You must understand what each component is designed to do. A capacitor is designed to block/ restrict certain frequencies- depending on its particular rated value(s)(voltage/ capacitance/tolerance.) An inductor by nature is designed to block/ restrict certain frequencies- depending on its particular rated value(s) (voltage/inductance/ toleerance) A resistor is designed to a given voltage (not frequency dependant) depending on ohm value(s) (tolerance and voltage ratings being variable.

The trick here is the combination of the components and their rated values. Once you understand what those values are and how they interact with with certain frequencies then you will understand what they do in combination (and not) with one another.

You use inductors. caps & resistors to tame frequencies and power products in a network for a given driver result. Tweeters are usually tamed with a simple capacitor to respond to certain frequencies, further & finer tamed with inductors and more capacitors and even resistors. Woofers are tamed with inductors and further tamed with more inductora, caps and sometimes resistors. Mid range driver with combination of the both.

Hope this helps.....
DC
 
DC,

Thank you sincerely for taking the time to reply. I think I understand, and maybe my question was too verbose. Let me try to clarify and condense my question. I understand that capacitors limit the low frequencies that pass through them, and that inductors limit the high frequencies that pass through them. So, a capacitor in series with a tweeter inhibits low frequencies, and the tweeter sees only the highs, with a 6 dB/octave slope around the crossover point.

An inductor in parallel with a tweeter (second order crossover) doesn't inhibit low frequencies, but as I understand it, it does offer a less resistive path than the voice coil of the tweeter, up to the point (frequency) where the resistance to flow is impeded, and this also follows a 6 dB/octave slope, in the opposite direction.

By combining both, a second order crossover achieves a 12 dB/octave slope, partly by inhibiting lows from the tweeter and partly by "shunting" them (probably the wrong word) away from it. My question is why first order crossovers always use the capacitor-in-series configuration to inhibit lows, and never an inductor-in-parallel configuration to shunt them, instead?
 
I sure hope someone has a good answer to this as it seems like a good question, or it's simply over my head.
 
My question is: Why do first order crossovers seem to always use only a capacitor in series with the tweeter, and never only an inductor in parallel with it? Is it because the amp would see very low impedance at the lower frequencies, and/or because the inductor would essentially short circuit the woofer (I’m sure there is a better way to word that)? If so, why couldn’t a well-chosen resistor in the tweeter/inductor pathway compensate for this? I would be grateful if anyone has the time to help me understand.
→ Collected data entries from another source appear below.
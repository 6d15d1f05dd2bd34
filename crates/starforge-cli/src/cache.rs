//! On-disk sprite cache: PNG sheets plus a JSON manifest.
//!
//! Owned by the coordinating thread; workers never touch the output
//! directory.

use std::collections::BTreeMap;
use std::path::{Path, PathBuf};

use image::error::{ParameterError, ParameterErrorKind};
use serde::{Deserialize, Serialize};
use starforge_sprite::SpriteSheet;
use tracing::{debug, info, warn};

/// Errors from reading or writing the output directory.
#[derive(Debug, thiserror::Error)]
pub enum CacheError {
    #[error("failed to read manifest {}: {source}", path.display())]
    ManifestRead {
        path: PathBuf,
        #[source]
        source: std::io::Error,
    },

    #[error("failed to parse manifest {}: {source}", path.display())]
    ManifestParse {
        path: PathBuf,
        #[source]
        source: serde_json::Error,
    },

    #[error("failed to serialize manifest: {0}")]
    ManifestSerialize(#[source] serde_json::Error),

    #[error("failed to write {}: {source}", path.display())]
    Write {
        path: PathBuf,
        #[source]
        source: std::io::Error,
    },

    #[error("failed to encode {}: {source}", path.display())]
    Encode {
        path: PathBuf,
        #[source]
        source: image::ImageError,
    },
}

/// Where a sheet lives and how to slice it.
#[derive(Clone, Debug, PartialEq, Eq, Serialize, Deserialize)]
pub struct ManifestEntry {
    /// Path relative to the output directory.
    pub file: String,
    pub frames: u32,
    /// Total sheet width.
    pub width: u32,
    /// Frame height.
    pub height: u32,
}

impl ManifestEntry {
    pub fn frame_width(&self) -> u32 {
        if self.frames == 0 {
            0
        } else {
            self.width / self.frames
        }
    }

    /// The frame to show at `angle` radians.
    pub fn frame_index_for_angle(&self, angle: f64) -> u32 {
        starforge_sprite::frame_index_for_angle(angle, self.frames)
    }
}

/// Manifest entries keyed by `"<kind>/<variant>/<index>"`.
#[derive(Clone, Debug, Default, PartialEq, Eq, Serialize, Deserialize)]
#[serde(transparent)]
pub struct Manifest {
    entries: BTreeMap<String, ManifestEntry>,
}

impl Manifest {
    /// Load a manifest; a missing file is an empty manifest.
    pub fn load(path: &Path) -> Result<Self, CacheError> {
        let contents = match std::fs::read_to_string(path) {
            Ok(contents) => contents,
            Err(err) if err.kind() == std::io::ErrorKind::NotFound => return Ok(Self::default()),
            Err(source) => {
                return Err(CacheError::ManifestRead {
                    path: path.to_path_buf(),
                    source,
                });
            }
        };
        serde_json::from_str(&contents).map_err(|source| CacheError::ManifestParse {
            path: path.to_path_buf(),
            source,
        })
    }

    /// Write as pretty JSON, creating parent directories.
    pub fn save(&self, path: &Path) -> Result<(), CacheError> {
        if let Some(parent) = path.parent() {
            std::fs::create_dir_all(parent).map_err(|source| CacheError::Write {
                path: parent.to_path_buf(),
                source,
            })?;
        }
        let json = serde_json::to_string_pretty(self).map_err(CacheError::ManifestSerialize)?;
        std::fs::write(path, json).map_err(|source| CacheError::Write {
            path: path.to_path_buf(),
            source,
        })
    }

    pub fn get(&self, key: &str) -> Option<&ManifestEntry> {
        self.entries.get(key)
    }

    pub fn insert(&mut self, key: impl Into<String>, entry: ManifestEntry) {
        self.entries.insert(key.into(), entry);
    }

    pub fn len(&self) -> usize {
        self.entries.len()
    }

    pub fn is_empty(&self) -> bool {
        self.entries.is_empty()
    }

    pub fn iter(&self) -> impl Iterator<Item = (&String, &ManifestEntry)> {
        self.entries.iter()
    }
}

/// The output directory and its manifest.
#[derive(Debug)]
pub struct SpriteCache {
    root: PathBuf,
    manifest_path: PathBuf,
    manifest: Manifest,
}

impl SpriteCache {
    /// Open `root`, loading `root/manifest_file` if present.
    pub fn open(root: impl Into<PathBuf>, manifest_file: &str) -> Result<Self, CacheError> {
        let mut cache = Self::fresh(root, manifest_file);
        cache.manifest = Manifest::load(&cache.manifest_path)?;
        debug!(entries = cache.manifest.len(), root = %cache.root.display(), "sprite cache opened");
        Ok(cache)
    }

    /// A cache that ignores whatever manifest is on disk.
    pub fn fresh(root: impl Into<PathBuf>, manifest_file: &str) -> Self {
        let root = root.into();
        Self {
            manifest_path: root.join(manifest_file),
            root,
            manifest: Manifest::default(),
        }
    }

    pub fn root(&self) -> &Path {
        &self.root
    }

    pub fn manifest(&self) -> &Manifest {
        &self.manifest
    }

    /// Returns `true` if `key` is recorded and its sheet is still on disk.
    pub fn contains(&self, key: &str) -> bool {
        match self.manifest.get(key) {
            Some(entry) => {
                let exists = self.root.join(&entry.file).is_file();
                if !exists {
                    warn!(key, file = %entry.file, "manifest entry without sheet");
                }
                exists
            }
            None => false,
        }
    }

    /// Encode `sheet` as PNG and record it under `key`.
    pub fn store(&mut self, key: &str, sheet: &SpriteSheet) -> Result<ManifestEntry, CacheError> {
        std::fs::create_dir_all(&self.root).map_err(|source| CacheError::Write {
            path: self.root.clone(),
            source,
        })?;
        let file = file_name_for(key);
        let path = self.root.join(&file);
        sheet
            .to_rgba_image()
            .ok_or_else(|| {
                image::ImageError::Parameter(ParameterError::from_kind(ParameterErrorKind::DimensionMismatch))
            })
            .and_then(|image| image.save_with_format(&path, image::ImageFormat::Png))
            .map_err(|source| CacheError::Encode {
                path: path.clone(),
                source,
            })?;
        info!(key, path = %path.display(), "sheet written");

        let entry = ManifestEntry {
            file,
            frames: sheet.frame_count,
            width: sheet.width(),
            height: sheet.frame_height,
        };
        self.manifest.insert(key, entry.clone());
        Ok(entry)
    }

    pub fn save_manifest(&self) -> Result<(), CacheError> {
        self.manifest.save(&self.manifest_path)
    }
}

/// PNG file name for a manifest key: `"moon/rocky/0"` -> `"moon_rocky_0.png"`.
pub fn file_name_for(key: &str) -> String {
    let stem: String = key
        .chars()
        .map(|c| if c.is_ascii_alphanumeric() { c } else { '_' })
        .collect();
    format!("{stem}.png")
}

#[cfg(test)]
mod tests {
    use super::*;
    use starforge_sprite::{BodyKind, BodySpec, generate};

    fn sheet() -> SpriteSheet {
        let spec = BodySpec::new(BodyKind::Asteroid, 3)
            .with_frame_size(12)
            .with_frame_count(3);
        generate(&spec).unwrap()
    }

    #[test]
    fn test_file_name_for_key() {
        assert_eq!(file_name_for("moon/rocky/0"), "moon_rocky_0.png");
        assert_eq!(file_name_for("gas_giant/saturnian/12"), "gas_giant_saturnian_12.png");
    }

    #[test]
    fn test_store_writes_png_and_entry() {
        let dir = tempfile::tempdir().unwrap();
        let mut cache = SpriteCache::open(dir.path().join("out"), "manifest.json").unwrap();
        let sheet = sheet();

        let entry = cache.store("asteroid/silicate/0", &sheet).unwrap();
        assert_eq!(
            entry,
            ManifestEntry {
                file: "asteroid_silicate_0.png".to_string(),
                frames: 3,
                width: 36,
                height: 12,
            }
        );
        assert_eq!(entry.frame_width(), 12);
        assert!(cache.contains("asteroid/silicate/0"));

        let decoded = image::open(dir.path().join("out").join(&entry.file))
            .unwrap()
            .to_rgba8();
        assert_eq!(decoded.dimensions(), (36, 12));
        assert_eq!(decoded.into_raw(), sheet.image.pixels);
    }

    #[test]
    fn test_manifest_roundtrip_through_disk() {
        let dir = tempfile::tempdir().unwrap();
        let mut cache = SpriteCache::open(dir.path(), "manifest.json").unwrap();
        cache.store("asteroid/silicate/0", &sheet()).unwrap();
        cache.save_manifest().unwrap();

        let reopened = SpriteCache::open(dir.path(), "manifest.json").unwrap();
        assert_eq!(reopened.manifest(), cache.manifest());
        assert!(reopened.contains("asteroid/silicate/0"));
        assert!(!reopened.contains("asteroid/silicate/1"));
    }

    #[test]
    fn test_manifest_json_shape() {
        let mut manifest = Manifest::default();
        manifest.insert(
            "star/g/0",
            ManifestEntry {
                file: "star_g_0.png".to_string(),
                frames: 24,
                width: 4608,
                height: 192,
            },
        );
        let json: serde_json::Value = serde_json::to_value(&manifest).unwrap();
        assert_eq!(json["star/g/0"]["file"], "star_g_0.png");
        assert_eq!(json["star/g/0"]["frames"], 24);
        assert_eq!(json["star/g/0"]["width"], 4608);
        assert_eq!(json["star/g/0"]["height"], 192);
    }

    #[test]
    fn test_missing_sheet_is_not_cached() {
        let dir = tempfile::tempdir().unwrap();
        let mut cache = SpriteCache::open(dir.path(), "manifest.json").unwrap();
        cache.store("asteroid/silicate/0", &sheet()).unwrap();
        std::fs::remove_file(dir.path().join("asteroid_silicate_0.png")).unwrap();
        assert!(!cache.contains("asteroid/silicate/0"));
    }

    #[test]
    fn test_mismatched_pixels_fail_to_encode() {
        let dir = tempfile::tempdir().unwrap();
        let mut cache = SpriteCache::open(dir.path(), "manifest.json").unwrap();
        let mut broken = sheet();
        broken.image.pixels.truncate(8);
        assert!(matches!(
            cache.store("asteroid/silicate/0", &broken),
            Err(CacheError::Encode { .. })
        ));
        assert!(cache.manifest().is_empty());
    }

    #[test]
    fn test_missing_manifest_is_empty() {
        let dir = tempfile::tempdir().unwrap();
        let cache = SpriteCache::open(dir.path(), "manifest.json").unwrap();
        assert!(cache.manifest().is_empty());
    }

    #[test]
    fn test_corrupt_manifest_is_error() {
        let dir = tempfile::tempdir().unwrap();
        std::fs::write(dir.path().join("manifest.json"), "{not json").unwrap();
        assert!(matches!(
            SpriteCache::open(dir.path(), "manifest.json"),
            Err(CacheError::ManifestParse { .. })
        ));
    }

    #[test]
    fn test_entry_frame_lookup() {
        let entry = ManifestEntry {
            file: "x.png".to_string(),
            frames: 8,
            width: 64,
            height: 8,
        };
        assert_eq!(entry.frame_index_for_angle(std::f64::consts::PI), 4);
    }
}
You are on the right track. There are a couple of reasons for a series cap used for tweeter networks.

For a simple 1st order filter, you can use an inductor in parallel with the tweeter for a high-pass response. But as you mentioned at low frequencies the amplifier will be asked to source way too much current in the rejected band because the impedance will be the resistive loss through the inductor at low frequencies. This is because audio amplifiers used to drive speakers dynamic voice coil speakers have by nature a LOW output impedance.

However if you have a high impedance amplifier (like a constant current output) your current will be limited and a shunt inductor can work as a high pass filter.

The second reason for wanting the high-out of band impedance in the rejected band is because speaker crossover networks by necessity are diplexing filters. Basically, what's out of band for the tweeter is in-band for the woofer/midrange/subwoofer. A high input impedance for the tweeter network basically allows the low impedance of the low-pass filter response to grab all the power it wants without losing it in the high-pass filter portion.

We can delve deeper, but what I explained is the basic reasoning.
 
jwalker,

Thank you for the time and explanation. I will chew over what you wrote, which is about over my head, but I think I have the general gist of it. I do have a couple questions.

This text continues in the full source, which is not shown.